How Rela-ai filters structural biases (dead sensors, shared PLCs, fabricated downtime) so OEE reflects real operation — not a cosmetic number.

OEE Accuracy

The OEE a dashboard shows is only useful if it reflects reality. An audit surfaced several places where the traditional computation diverges from real operation: downtime fabricated by heuristics, dead sensors producing a fake 0%, shared PLCs inflating metrics via double-counting, broken calibration hidden behind a 100% cap. This page documents each one and how it was closed.

What is it for?

Know whether the OEE number you're looking at is trustworthy or contaminated by wrong config.
Audit the calculation point by point against the Nakajima standard.
Spot dead sensors or shared PLCs silently inflating or deflating the number.

How it works

Each bias source is closed by an explicit filter and a response-JSON flag. If the calculation is affected, the response says so: status=stale_source, downtime_estimation=true, performance_capped=true. The operator sees the number AND knows whether to trust it.

Executive summary

Verifiable OEE: every deviation from the Nakajima standard is covered by an explicit filter and a response-side flag. The operator sees reality — including when reality is contaminated by bad config.

Before	Now
Hardcoded 5 min per downtime event (a 2h stop reported as 5 min)	Real duration from `metadata.duration_seconds` + `downtime_estimation` flag
Dead sensor then fake 0% OEE	Staleness filter + `status=stale_source`
PLC shared across lines then double-counted	Asset-ID scope in the `$match`
Performance > 100% silently capped	`performance_pct_raw` + `performance_capped` flag
Buffer/store-and-forward misaligned periods	`metadata.timestamp` over `created_at`
Orphan configs (asset/source deleted)	404 validation on configure
Threshold changes rewrote history silently	Fire-and-forget audit trail
Shifts and PM tanked availability	`shift_pattern` + `subtract_scheduled_maintenance`
Trend truncated on a transient error	Robust loop + calendar-day windows
No Pareto or version stamp	`downtime_breakdown` + `config_version`

Closed findings

Critical (H)

OEE-H1 — Real downtime duration

The legacy computation used 5 min per downtime event regardless of real length. A 2-hour stop reported as a single event counted as 5 min; a 10-second stop with 12 rebounds counted as 60 min. The resulting Availability was random vs reality.

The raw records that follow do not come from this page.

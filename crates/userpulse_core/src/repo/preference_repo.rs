//! Preference store contracts and SQLite implementation.
//!
//! # Responsibility
//! - Provide stable get/set APIs over durable key-value storage.
//! - Keep SQL details inside the core persistence boundary.
//!
//! # Invariants
//! - `set`/`set_list` upsert exactly one key; there is no cross-key
//!   transaction, so a crash between two `set` calls may persist a subset.
//! - `set_list` serializes the whole list in one write; readers never observe
//!   a partially updated list.

use crate::db::migrations::latest_version;
use crate::db::DbError;
use rusqlite::{params, Connection, OptionalExtension};
use std::error::Error;
use std::fmt::{Display, Formatter};

/// Well-known preference keys shared with the presentation layer.
pub mod keys {
    /// User display name, plain string.
    pub const NAME: &str = "name";
    /// Display language code, `en` or `fa`.
    pub const LANGUAGE: &str = "language";
    /// Theme code, `light` or `dark`.
    pub const THEME_MODE: &str = "themeMode";
    /// Todo list, JSON array of strings.
    pub const TODOS: &str = "todos";
}

pub type RepoResult<T> = Result<T, RepoError>;

/// Preference persistence and query errors.
#[derive(Debug)]
pub enum RepoError {
    Db(DbError),
    /// Stored value under a list key is not a JSON array of strings.
    InvalidData {
        key: String,
        message: String,
    },
    /// Connection has no migrations applied.
    UninitializedConnection {
        expected_version: u32,
        actual_version: u32,
    },
    MissingRequiredTable(&'static str),
}

impl Display for RepoError {
    fn fmt(&self, f: &mut Formatter<'_>) -> std::fmt::Result {
        match self {
            Self::Db(err) => write!(f, "{err}"),
            Self::InvalidData { key, message } => {
                write!(f, "invalid persisted value under `{key}`: {message}")
            }
            Self::UninitializedConnection {
                expected_version,
                actual_version,
            } => write!(
                f,
                "connection schema version {actual_version} does not match expected {expected_version}; migrations not applied"
            ),
            Self::MissingRequiredTable(table) => {
                write!(f, "required table `{table}` is missing")
            }
        }
    }
}

impl Error for RepoError {
    fn source(&self) -> Option<&(dyn Error + 'static)> {
        match self {
            Self::Db(err) => Some(err),
            _ => None,
        }
    }
}

impl From<DbError> for RepoError {
    fn from(value: DbError) -> Self {
        Self::Db(value)
    }
}

impl From<rusqlite::Error> for RepoError {
    fn from(value: rusqlite::Error) -> Self {
        Self::Db(DbError::Sqlite(value))
    }
}

/// Durable key-value preference storage contract.
///
/// Mirrors browser-origin local storage semantics: survives restarts, one
/// value per key, cleared only by explicit external action.
pub trait PreferenceRepository {
    /// Returns the stored value for `key`, or `None` when absent.
    fn get(&self, key: &str) -> RepoResult<Option<String>>;

    /// Stores `value` under `key`, replacing any previous value.
    fn set(&self, key: &str, value: &str) -> RepoResult<()>;

    /// Returns the stored list under `key`; absent key yields an empty list.
    fn get_list(&self, key: &str) -> RepoResult<Vec<String>>;

    /// Serializes `items` as one value under `key`, replacing the whole list.
    fn set_list(&self, key: &str, items: &[String]) -> RepoResult<()>;

    /// Removes the value under `key`. Absent key is a no-op.
    fn remove(&self, key: &str) -> RepoResult<()>;
}

/// SQLite-backed preference repository.
pub struct SqlitePreferenceRepository<'conn> {
    conn: &'conn Connection,
}

impl<'conn> SqlitePreferenceRepository<'conn> {
    /// Wraps a migrated connection, validating the schema first.
    ///
    /// # Errors
    /// - `UninitializedConnection` when `PRAGMA user_version` is behind.
    /// - `MissingRequiredTable` when `preferences` does not exist.
    pub fn try_new(conn: &'conn Connection) -> RepoResult<Self> {
        let expected_version = latest_version();
        let actual_version: u32 =
            conn.query_row("PRAGMA user_version;", [], |row| row.get(0))?;
        if actual_version != expected_version {
            return Err(RepoError::UninitializedConnection {
                expected_version,
                actual_version,
            });
        }

        let table_exists: bool = conn.query_row(
            "SELECT EXISTS (
                SELECT 1 FROM sqlite_master WHERE type = 'table' AND name = 'preferences'
            );",
            [],
            |row| row.get(0),
        )?;
        if !table_exists {
            return Err(RepoError::MissingRequiredTable("preferences"));
        }

        Ok(Self { conn })
    }
}

impl PreferenceRepository for SqlitePreferenceRepository<'_> {
    fn get(&self, key: &str) -> RepoResult<Option<String>> {
        let value = self
            .conn
            .query_row(
                "SELECT value FROM preferences WHERE key = ?1;",
                [key],
                |row| row.get(0),
            )
            .optional()?;
        Ok(value)
    }

    fn set(&self, key: &str, value: &str) -> RepoResult<()> {
        self.conn.execute(
            "INSERT INTO preferences (key, value)
             VALUES (?1, ?2)
             ON CONFLICT (key) DO UPDATE SET
                value = excluded.value,
                updated_at = (strftime('%s', 'now') * 1000);",
            params![key, value],
        )?;
        Ok(())
    }

    fn get_list(&self, key: &str) -> RepoResult<Vec<String>> {
        let Some(raw) = self.get(key)? else {
            return Ok(Vec::new());
        };

        serde_json::from_str(&raw).map_err(|err| RepoError::InvalidData {
            key: key.to_string(),
            message: format!("expected a JSON array of strings: {err}"),
        })
    }

    fn set_list(&self, key: &str, items: &[String]) -> RepoResult<()> {
        let raw = serde_json::to_string(items).map_err(|err| RepoError::InvalidData {
            key: key.to_string(),
            message: format!("list serialization failed: {err}"),
        })?;
        self.set(key, &raw)
    }

    fn remove(&self, key: &str) -> RepoResult<()> {
        self.conn
            .execute("DELETE FROM preferences WHERE key = ?1;", [key])?;
        Ok(())
    }
}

The resolver now follows a priority order:

Sum of metadata.duration_seconds (first-class, measured).
Sum of metadata.duration_minutes (convenience shortcut).
Legacy 5 min × event_count heuristic (backward compat, flagged).

The response carries downtime_estimation with measured, heuristic or none so the dashboard can warn when the number is approximate.

{
  "downtime_minutes": 90.0,
  "downtime_estimation": "measured"
}

OEE-H2 — Staleness guard on count source

A count source flagged stale by the sensor_watchdog no longer feeds the calculation. Instead the response short-circuits with status="stale_source" and a message pointing to the watchdog. Prevents a fake 0% OEE when the sensor died but the line is still producing.

{
  "status": "stale_source",
  "message": "Count source is stale; OEE not computed."
}

OEE-H3 — Asset-id scoping

When two assets share the same count_source_id (typical: two lines behind the same PLC), every event was counted once per asset — Performance and Quality symmetrically inflated, downtime doubled. The $match now includes an $or accepting events with asset_id at root, inside metadata, or absent (legacy single-asset).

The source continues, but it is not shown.